Opened in 1938 the Barber is also a building is hard to nail down stylistically - part Classical, part Art Deco, part Viennese Secession. The architect was Robert Atkinson (1883-1952). The best things on the exterior are the strange ventilation towers. Worth comparing too with the Aston Webb buildings to see the change in taste in little more than a generation. The interior is full of lovely details, though everything seems curiously flat but very refined; the third dimension is somehow conspicuously lacking.

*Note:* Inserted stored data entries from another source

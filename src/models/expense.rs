//! This file defines expense records and the closed field sets used for
//! updates, filtering, and export sorting.

use std::{fmt::Display, str::FromStr};

use time::{Date, format_description::BorrowedFormatItem, macros::format_description};

use crate::{
    Error,
    models::{DatabaseId, UserId},
};

/// The format for calendar dates everywhere in the application: `2024-03-01`.
const DATE_FORMAT: &[BorrowedFormatItem<'_>] = format_description!("[year]-[month]-[day]");

/// Parse an ISO calendar date.
///
/// # Errors
/// Returns an [Error::InvalidValue] for anything that is not a valid
/// calendar date, e.g. `2024-13-01`.
pub fn parse_date(input: &str) -> Result<Date, Error> {
    Date::parse(input.trim(), DATE_FORMAT).map_err(|error| {
        Error::InvalidValue(format!("\"{input}\" is not a valid date (YYYY-MM-DD): {error}"))
    })
}

/// Parse a monetary amount.
///
/// Positivity is checked by the ledger, not here, so that the ledger's
/// [Error::InvalidAmount] carries the offending value.
///
/// # Errors
/// Returns an [Error::InvalidValue] if `input` is not a finite number.
pub fn parse_amount(input: &str) -> Result<f64, Error> {
    let amount: f64 = input
        .trim()
        .parse()
        .map_err(|_| Error::InvalidValue(format!("\"{input}\" is not a number")))?;

    if !amount.is_finite() {
        return Err(Error::InvalidValue(format!("\"{input}\" is not a number")));
    }

    Ok(amount)
}

/// An expense as stored in the ledger.
#[derive(Debug, Clone, PartialEq)]
pub struct Expense {
    /// The ID of the expense.
    pub id: DatabaseId,
    /// The user that owns the expense.
    pub user_id: UserId,
    /// The category the expense belongs to.
    pub category_id: DatabaseId,
    /// The payment method the expense was paid with.
    pub method_id: DatabaseId,
    /// How much was spent. Always greater than zero.
    pub amount: f64,
    /// The calendar date the expense occurred on.
    pub date: Date,
    /// An optional free-text description.
    pub description: Option<String>,
    /// An optional free-text tag for ad-hoc grouping.
    pub tag: Option<String>,
}

/// The data needed to create an expense. The ID is assigned by the store.
#[derive(Debug, Clone, PartialEq)]
pub struct NewExpense {
    /// The user that will own the expense.
    pub user_id: UserId,
    /// The category the expense belongs to.
    pub category_id: DatabaseId,
    /// The payment method the expense was paid with.
    pub method_id: DatabaseId,
    /// How much was spent. Must be greater than zero.
    pub amount: f64,
    /// The calendar date the expense occurred on.
    pub date: Date,
    /// An optional free-text description.
    pub description: Option<String>,
    /// An optional free-text tag.
    pub tag: Option<String>,
}

/// A ledger row joined with its category and payment method names.
#[derive(Debug, Clone, PartialEq)]
pub struct ExpenseRow {
    /// The ID of the expense.
    pub id: DatabaseId,
    /// The user that owns the expense.
    pub user_id: UserId,
    /// How much was spent.
    pub amount: f64,
    /// The name of the expense's category.
    pub category: String,
    /// The name of the expense's payment method.
    pub payment_method: String,
    /// The calendar date the expense occurred on.
    pub date: Date,
    /// An optional free-text description.
    pub description: Option<String>,
    /// An optional free-text tag.
    pub tag: Option<String>,
}

/// The closed set of expense fields that can be updated.
///
/// Each variant maps to its own fixed UPDATE statement, so no caller-chosen
/// string ever reaches the statement text.
#[derive(Debug, Clone, Copy, PartialEq, Eq)]
pub enum ExpenseField {
    /// The expense amount.
    Amount,
    /// The category the expense belongs to.
    CategoryId,
    /// The payment method the expense was paid with.
    MethodId,
    /// The calendar date of the expense.
    Date,
    /// The free-text description.
    Description,
    /// The free-text tag.
    Tag,
}

impl ExpenseField {
    /// The field name as presented at the CLI.
    pub fn as_str(&self) -> &'static str {
        match self {
            ExpenseField::Amount => "amount",
            ExpenseField::CategoryId => "category_id",
            ExpenseField::MethodId => "method_id",
            ExpenseField::Date => "date",
            ExpenseField::Description => "description",
            ExpenseField::Tag => "tag",
        }
    }
}

impl Display for ExpenseField {
    fn fmt(&self, f: &mut std::fmt::Formatter<'_>) -> std::fmt::Result {
        f.write_str(self.as_str())
    }
}

impl FromStr for ExpenseField {
    type Err = Error;

    fn from_str(text: &str) -> Result<Self, Self::Err> {
        match text.trim() {
            "amount" => Ok(ExpenseField::Amount),
            "category_id" => Ok(ExpenseField::CategoryId),
            "method_id" => Ok(ExpenseField::MethodId),
            "date" => Ok(ExpenseField::Date),
            "description" => Ok(ExpenseField::Description),
            "tag" => Ok(ExpenseField::Tag),
            other => Err(Error::InvalidField(other.to_owned())),
        }
    }
}

/// The closed set of columns the CSV export can be sorted by.
///
/// Each variant maps to a fixed ORDER BY clause; anything outside the set is
/// rejected at parse time.
#[derive(Debug, Clone, Copy, PartialEq, Eq)]
pub enum SortField {
    /// The expense's own ID.
    ExpenseId,
    /// The owning user's ID.
    UserId,
    /// The expense amount.
    Amount,
    /// The category name.
    Category,
    /// The payment method name.
    PaymentMethod,
    /// The calendar date.
    Date,
    /// The free-text description.
    Description,
    /// The free-text tag.
    Tag,
}

impl SortField {
    /// The fixed ORDER BY column for the field.
    pub(crate) fn order_by_column(&self) -> &'static str {
        match self {
            SortField::ExpenseId => "e.expense_id",
            SortField::UserId => "e.user_id",
            SortField::Amount => "e.amount",
            SortField::Category => "c.name",
            SortField::PaymentMethod => "p.name",
            SortField::Date => "e.date",
            SortField::Description => "e.description",
            SortField::Tag => "e.tag",
        }
    }
}

impl FromStr for SortField {
    type Err = Error;

    fn from_str(text: &str) -> Result<Self, Self::Err> {
        match text.trim() {
            "expense_id" => Ok(SortField::ExpenseId),
            "user_id" => Ok(SortField::UserId),
            "amount" => Ok(SortField::Amount),
            "category" => Ok(SortField::Category),
            "payment_method" => Ok(SortField::PaymentMethod),
            "date" => Ok(SortField::Date),
            "description" => Ok(SortField::Description),
            "tag" => Ok(SortField::Tag),
            other => Err(Error::InvalidField(other.to_owned())),
        }
    }
}

/// Optional predicates for listing expenses. All present predicates are
/// combined with logical AND.
#[derive(Debug, Clone, Default, PartialEq)]
pub struct ExpenseFilter {
    /// Only expenses in the category with this exact name.
    pub category: Option<String>,
    /// Only expenses on this exact date.
    pub date: Option<Date>,
    /// Only expenses with an amount at least this (inclusive).
    pub amount_min: Option<f64>,
    /// Only expenses with an amount at most this (inclusive).
    pub amount_max: Option<f64>,
    /// Only expenses paid with the payment method with this exact name.
    pub payment_method: Option<String>,
}
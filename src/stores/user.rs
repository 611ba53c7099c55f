//! Defines the user store trait.

use crate::{
    Error,
    auth::Session,
    models::{Role, User},
};

/// Handles the creation and retrieval of users and their credentials.
pub trait UserStore {
    /// Create a new user with a salted hash of `password`.
    ///
    /// Only admins may create users.
    fn create(&self, actor: &Session, username: &str, password: &str, role: Role)
    -> Result<User, Error>;

    /// Create the very first user as an admin, without an acting session.
    ///
    /// This is the bootstrap path for an empty database; it must fail once
    /// any user exists.
    fn create_initial_admin(&self, username: &str, password: &str) -> Result<User, Error>;

    /// Get the user with the given username.
    fn get_by_username(&self, username: &str) -> Result<User, Error>;

    /// List every user. Only admins may list users.
    fn list(&self, actor: &Session) -> Result<Vec<User>, Error>;

    /// The number of users in the store.
    fn count(&self) -> Result<usize, Error>;
}
//! Defines the domain models: users, categories, payment methods, and
//! expenses, along with their validated field types.

mod category;
mod expense;
mod password;
mod payment_method;
mod user;

pub use category::{Category, CategoryName};
pub use expense::{
    Expense, ExpenseField, ExpenseFilter, ExpenseRow, NewExpense, SortField, parse_amount,
    parse_date,
};
pub use password::PasswordHash;
pub use payment_method::{MethodName, PaymentMethod};
pub use user::{Role, User, UserId};

/// An alias for the integer type used for database row identifiers.
pub type DatabaseId = i64;
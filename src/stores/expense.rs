//! Defines the expense ledger store trait.

use crate::{
    Error,
    auth::Session,
    models::{DatabaseId, Expense, ExpenseField, ExpenseFilter, ExpenseRow, NewExpense, SortField},
};

/// Handles the creation, mutation, and retrieval of ledger rows, enforcing
/// the ownership rule: non-admin actors only touch their own expenses.
pub trait ExpenseStore {
    /// Add an expense for `actor` (or, for admins, any user).
    ///
    /// # Errors
    /// Returns [Error::InvalidAmount] if the amount is not greater than
    /// zero, [Error::ReferentialIntegrity] if the category or payment method
    /// does not exist, and [Error::PermissionDenied] if a non-admin actor
    /// tries to create an expense owned by someone else.
    fn add(&self, actor: &Session, new_expense: NewExpense) -> Result<Expense, Error>;

    /// Insert an expense without an acting session.
    ///
    /// This is the bulk import path; callers are responsible for gating
    /// access. Amount and referential integrity checks still apply.
    fn insert(&self, new_expense: NewExpense) -> Result<Expense, Error>;

    /// Update a single field of an expense, coercing `new_value` to the
    /// field's type.
    ///
    /// Non-admin actors must own the row: a non-owner (or a row that does
    /// not exist) fails with [Error::PermissionDenied], while an admin
    /// updating a missing row fails with [Error::NotFound].
    fn update(
        &self,
        actor: &Session,
        expense_id: DatabaseId,
        field: ExpenseField,
        new_value: &str,
    ) -> Result<(), Error>;

    /// Delete an expense. Gated like [ExpenseStore::update].
    fn delete(&self, actor: &Session, expense_id: DatabaseId) -> Result<(), Error>;

    /// Retrieve an expense by its ID, without an ownership gate.
    fn get(&self, expense_id: DatabaseId) -> Result<Expense, Error>;

    /// List expenses matching `filter`, joined with category and payment
    /// method names. Non-admin actors only see their own rows.
    fn list(&self, actor: &Session, filter: &ExpenseFilter) -> Result<Vec<ExpenseRow>, Error>;

    /// Dump the full joined ledger across all users, optionally sorted.
    ///
    /// There is no ownership scope here; the caller gates access (the CLI
    /// only offers the export to admins).
    fn dump(&self, sort: Option<SortField>) -> Result<Vec<ExpenseRow>, Error>;
}
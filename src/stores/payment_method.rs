//! Defines the payment method store trait.

use crate::{
    Error,
    auth::Session,
    models::{DatabaseId, MethodName, PaymentMethod},
};

/// Creates and retrieves payment methods.
pub trait PaymentMethodStore {
    /// Create a new payment method and add it to the store.
    ///
    /// Only admins may create payment methods.
    fn create(&self, actor: &Session, name: MethodName) -> Result<PaymentMethod, Error>;

    /// Get a payment method by its ID.
    fn get(&self, method_id: DatabaseId) -> Result<PaymentMethod, Error>;

    /// Get a payment method by its exact name.
    fn get_by_name(&self, name: &str) -> Result<PaymentMethod, Error>;

    /// Get all payment methods, ordered by ID.
    fn get_all(&self) -> Result<Vec<PaymentMethod>, Error>;
}
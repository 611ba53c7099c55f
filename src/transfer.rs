//! CSV export and import of the expense ledger.
//!
//! The interchange format has the columns `expense_id, user_id, amount,
//! category, payment_method, date, description, tag`. Category and payment
//! method are carried by name; the importer resolves them back to IDs and
//! lets the store assign fresh expense IDs.

use std::{io, path::Path};

use serde::{Deserialize, Serialize};

use crate::{
    Error,
    models::{NewExpense, SortField, UserId, parse_date},
    stores::{CategoryStore, ExpenseStore, PaymentMethodStore},
};

/// One row of the CSV interchange format.
#[derive(Debug, Serialize, Deserialize)]
struct ExpenseRecord {
    /// Present in exports, ignored on import: the store assigns identifiers.
    #[serde(default)]
    expense_id: Option<i64>,
    user_id: i64,
    amount: f64,
    category: String,
    payment_method: String,
    date: String,
    description: Option<String>,
    tag: Option<String>,
}

/// Export the full joined ledger (all users) to a CSV file at `path`.
///
/// Returns the number of rows written.
///
/// # Errors
/// Returns [Error::Io] if the file cannot be written. An invalid sort field
/// never reaches this function: [SortField] only parses allow-listed names.
pub fn export_expenses(
    store: &impl ExpenseStore,
    path: &Path,
    sort: Option<SortField>,
) -> Result<usize, Error> {
    let rows = store.dump(sort)?;
    let count = rows.len();

    let mut writer =
        csv::Writer::from_path(path).map_err(|error| Error::Io(error.to_string()))?;

    for row in rows {
        writer
            .serialize(ExpenseRecord {
                expense_id: Some(row.id),
                user_id: row.user_id.as_i64(),
                amount: row.amount,
                category: row.category,
                payment_method: row.payment_method,
                date: row.date.to_string(),
                description: row.description,
                tag: row.tag,
            })
            .map_err(|error| Error::Io(error.to_string()))?;
    }

    writer
        .flush()
        .map_err(|error| Error::Io(error.to_string()))?;

    tracing::info!("exported {count} expenses to {}", path.display());

    Ok(count)
}

/// Import expenses from the CSV file at `path`, appending them to the
/// ledger.
///
/// Import is best-effort: rows insert one at a time with no surrounding
/// transaction, so the first failing row aborts the remainder while rows
/// already inserted stay committed. Returns the number of imported rows.
///
/// # Errors
/// Returns [Error::FileNotFound] if `path` does not exist,
/// [Error::InvalidCsv] for malformed rows, [Error::ReferentialIntegrity]
/// for a row naming an unknown category, payment method, or user, and the
/// usual amount/date validation errors.
pub fn import_expenses(
    expenses: &impl ExpenseStore,
    categories: &impl CategoryStore,
    methods: &impl PaymentMethodStore,
    path: &Path,
) -> Result<usize, Error> {
    let mut reader = csv::Reader::from_path(path).map_err(|error| match error.kind() {
        csv::ErrorKind::Io(io_error) if io_error.kind() == io::ErrorKind::NotFound => {
            Error::FileNotFound(path.display().to_string())
        }
        _ => Error::InvalidCsv(error.to_string()),
    })?;

    let mut imported = 0;

    for (index, result) in reader.deserialize::<ExpenseRecord>().enumerate() {
        // The header occupies line 1.
        let line = index + 2;

        let import_row = || -> Result<(), Error> {
            let record = result.map_err(|error| Error::InvalidCsv(error.to_string()))?;

            let category = categories
                .get_by_name(&record.category)
                .map_err(not_found_to_referential)?;
            let method = methods
                .get_by_name(&record.payment_method)
                .map_err(not_found_to_referential)?;
            let date = parse_date(&record.date)?;

            expenses.insert(NewExpense {
                user_id: UserId::new(record.user_id),
                category_id: category.id,
                method_id: method.id,
                amount: record.amount,
                date,
                description: record.description,
                tag: record.tag,
            })?;

            Ok(())
        };

        if let Err(error) = import_row() {
            tracing::error!(
                "import from {} aborted at line {line}: {error}; {imported} row(s) already imported",
                path.display()
            );
            return Err(error);
        }

        imported += 1;
    }

    tracing::info!("imported {imported} expenses from {}", path.display());

    Ok(imported)
}

/// An unknown name on import means a row references reference data that
/// does not exist.
fn not_found_to_referential(error: Error) -> Error {
    match error {
        Error::NotFound => Error::ReferentialIntegrity,
        error => error,
    }
}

Anyway at the heart of the building is an auditorium, while wrapped around that central space is, at second floor level, an art gallery with a small(ish) permanent collection that is really very good.
Saturday, 15 April 2017
Back in Birmingham I
The bf and I sent part of this week visiting my family in the West Midlands. On Wednesday we had a full day in Birmingham. We started with a visit to the university and specifically 'The Barber Institute for the Fine Arts', which was founded in 1932 by Dame Martha Barber after the death of her husband Henry Barber, the Birmingham solicitor and property developer. The University campus is visually a mess, but at its centre is a great hemicycle of buildings designed by Sir Aston Webb (1849-1930) in an amazingly eclectic style - part Byzantine, part Perpendicular Gothic, part Flemish. Wholly original. Wonderfully detailed - like all buildings of that date. Red brick suitably enough predominates.